[Exercise directions] Please transcribe the data that follows, keeping every line exact.

Stored data entries:
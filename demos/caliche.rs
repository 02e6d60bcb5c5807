//! Example: Caliche heap leaching, three stages irrigated with fresh water
//!
//! Runs the reference caliche scenario and a flow-rate sweep, then writes
//! the curves and data of the reference run to the temporary directory.
//!
//! **Physical System**:
//! - Heap section: 0.91 m of crushed caliche in a 0.2 m column
//! - Particles: 6.35 mm radius, nitrate (A) and magnesium (B) salts
//! - Irrigation: pure water at 0.000154 m³/h, 450 h
//!
//! Usage:
//!
//! ```bash
//! cargo run --example caliche
//! cargo run --example caliche -- my_parameters.json
//! RUST_LOG=debug cargo run --example caliche
//! ```

use leach_rs::{
    models::SimulationParameters,
    output::{export_cascade_csv, export_cascade_json, plot_cascade, CsvConfig, CsvMetadata, PlotConfig},
    physics::Species,
    solver::{CascadeSimulator, RunConfiguration},
};

use std::time::Instant;

const SPECIES: [&str; 2] = ["NO3", "Mg"];

fn main() -> Result<(), Box<dyn std::error::Error>> {
    env_logger::Builder::from_env(env_logger::Env::default().default_filter_or("info")).init();

    println!("═══════════════════════════════════════════════════════");
    println!("  Caliche Heap Leaching - Three Stage Cascade");
    println!("═══════════════════════════════════════════════════════\n");

    // ====== Parameters ======

    let params = match std::env::args().nth(1) {
        Some(path) => SimulationParameters::from_json_file(&path)?,
        None => SimulationParameters::default(),
    };
    let config = RunConfiguration::default();

    println!("Parameters:");
    println!("  q (flow rate)   : {} m³/h", params.flow_rate);
    println!("  h0 (height)     : {} m", params.initial_height);
    println!("  r0 (radius)     : {} m", params.particle_radius);
    println!("  ξ (void)        : {}", params.void_fraction);
    println!("  n (order)       : {}", params.reaction_order);
    println!("  k_A, k_B        : {}, {}", params.species_a.rate_constant, params.species_b.rate_constant);
    println!("  Horizon         : {} h, dt = {} h, {} stages\n", config.total_time, config.time_step, config.stages);

    // ====== Reference run ======

    let start = Instant::now();
    let simulator = CascadeSimulator::new(params.clone(), config.clone())?;
    let result = simulator.run()?;
    println!("Reference run: {} time points in {:.3}s\n", result.len(), start.elapsed().as_secs_f64());

    println!("{:<8} {:>14} {:>14} {:>12}", "Stage", "NO3 (g/L)", "Mg (g/L)", "Height (m)");
    println!("{:-<52}", "");
    for stage in 0..result.stage_count() {
        if let Some(state) = result.final_state(stage) {
            println!(
                "{:<8} {:>14.3} {:>14.3} {:>12.5}",
                stage + 1,
                state.concentration(Species::A),
                state.concentration(Species::B),
                state.height()
            );
        }
    }

    // ====== Flow-rate sweep ======

    println!("\nOutlet NO3 at {} h versus flow rate:", config.total_time);
    for factor in [0.5, 1.0, 2.0, 4.0] {
        let swept = params.clone().with_flow_rate(params.flow_rate * factor);
        let outlet = CascadeSimulator::new(swept, config.clone())?
            .run()?
            .final_state(config.stages - 1)
            .map(|state| state.concentration(Species::A))
            .unwrap_or(f64::NAN);
        println!("  q × {:<4} : {:>10.3} g/L", factor, outlet);
    }

    // ====== Output ======

    let tmp_dir = std::env::temp_dir();

    let csv_path = tmp_dir.join("caliche_cascade.csv");
    let csv_config = CsvConfig::default()
        .with_metadata(CsvMetadata::from_result(&result))
        .downsample(181);
    export_cascade_csv(&result, &SPECIES, &csv_path.to_string_lossy(), Some(&csv_config))?;

    let json_path = tmp_dir.join("caliche_cascade.json");
    export_cascade_json(&result, &json_path.to_string_lossy())?;

    let plot_path = tmp_dir.join("caliche_cascade.png");
    let plot_config = PlotConfig::cascade("Caliche heap: concentration vs. time");
    plot_cascade(&result, &SPECIES, &plot_path.to_string_lossy(), Some(&plot_config))?;

    println!("\nFiles written:");
    println!("  {}", csv_path.display());
    println!("  {}", json_path.display());
    println!("  {}", plot_path.display());

    Ok(())
}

[Response to the task]
filename demos/caliche.rs
repository 02e6d60bcb5c5807
//! Example: Caliche heap leaching, three stages irrigated with fresh water
//!
//! Runs the reference caliche scenario and a flow-rate sweep, then writes
//! the curves and data of the reference run to the temporary directory.
//!
//! **Physical System**:
//! - Heap section: 0.91 m of crushed caliche in a 0.2 m column
//! - Particles: 6.35 mm radius, nitrate (A) and magnesium (B) salts
//! - Irrigation: pure water at 0.000154 m³/h, 450 h
//!
//! Usage:
//!
//! ```bash
//! cargo run --example caliche
//! cargo run --example caliche -- my_parameters.json
//! RUST_LOG=debug cargo run --example caliche
//! ```

use leach_rs::{
    models::SimulationParameters,
    output::{export_cascade_csv, export_cascade_json, plot_cascade, CsvConfig, CsvMetadata, PlotConfig},
    physics::Species,
    solver::{CascadeSimulator, RunConfiguration},
};

use std::time::Instant;

const SPECIES: [&str; 2] = ["NO3", "Mg"];

fn main() -> Result<(), Box<dyn std::error::Error>> {
    env_logger::Builder::from_env(env_logger::Env::default().default_filter_or("info")).init();

    println!("═══════════════════════════════════════════════════════");
    println!("  Caliche Heap Leaching - Three Stage Cascade");
    println!("═══════════════════════════════════════════════════════\n");

    // ====== Parameters ======

    let params = match std::env::args().nth(1) {
        Some(path) => SimulationParameters::from_json_file(&path)?,
        None => SimulationParameters::default(),
    };
    let config = RunConfiguration::default();

    println!("Parameters:");
    println!("  q (flow rate)   : {} m³/h", params.flow_rate);
    println!("  h0 (height)     : {} m", params.initial_height);
    println!("  r0 (radius)     : {} m", params.particle_radius);
    println!("  ξ (void)        : {}", params.void_fraction);
    println!("  n (order)       : {}", params.reaction_order);
    println!("  k_A, k_B        : {}, {}", params.species_a.rate_constant, params.species_b.rate_constant);
    println!("  Horizon         : {} h, dt = {} h, {} stages\n", config.total_time, config.time_step, config.stages);

    // ====== Reference run ======

    let start = Instant::now();
    let simulator = CascadeSimulator::new(params.clone(), config.clone())?;
    let result = simulator.run()?;
    println!("Reference run: {} time points in {:.3}s\n", result.len(), start.elapsed().as_secs_f64());

    println!("{:<8} {:>14} {:>14} {:>12}", "Stage", "NO3 (g/L)", "Mg (g/L)", "Height (m)");
    println!("{:-<52}", "");
    for stage in 0..result.stage_count() {
        if let Some(state) = result.final_state(stage) {
            println!(
                "{:<8} {:>14.3} {:>14.3} {:>12.5}",
                stage + 1,
                state.concentration(Species::A),
                state.concentration(Species::B),
                state.height()
            );
        }
    }

    // ====== Flow-rate sweep ======

    println!("\nOutlet NO3 at {} h versus flow rate:", config.total_time);
    for factor in [0.5, 1.0, 2.0, 4.0] {
        let swept = params.clone().with_flow_rate(params.flow_rate * factor);
        let outlet = CascadeSimulator::new(swept, config.clone())?
            .run()?
            .final_state(config.stages - 1)
            .map(|state| state.concentration(Species::A))
            .unwrap_or(f64::NAN);
        println!("  q × {:<4} : {:>10.3} g/L", factor, outlet);
    }

    // ====== Output ======

    let tmp_dir = std::env::temp_dir();

    let csv_path = tmp_dir.join("caliche_cascade.csv");
    let csv_config = CsvConfig::default()
        .with_metadata(CsvMetadata::from_result(&result))
        .downsample(181);
    export_cascade_csv(&result, &SPECIES, &csv_path.to_string_lossy(), Some(&csv_config))?;

    let json_path = tmp_dir.join("caliche_cascade.json");
    export_cascade_json(&result, &json_path.to_string_lossy())?;

    let plot_path = tmp_dir.join("caliche_cascade.png");
    let plot_config = PlotConfig::cascade("Caliche heap: concentration vs. time");
    plot_cascade(&result, &SPECIES, &plot_path.to_string_lossy(), Some(&plot_config))?;

    println!("\nFiles written:");
    println!("  {}", csv_path.display());
    println!("  {}", json_path.display());
    println!("  {}", plot_path.display());

    Ok(())
}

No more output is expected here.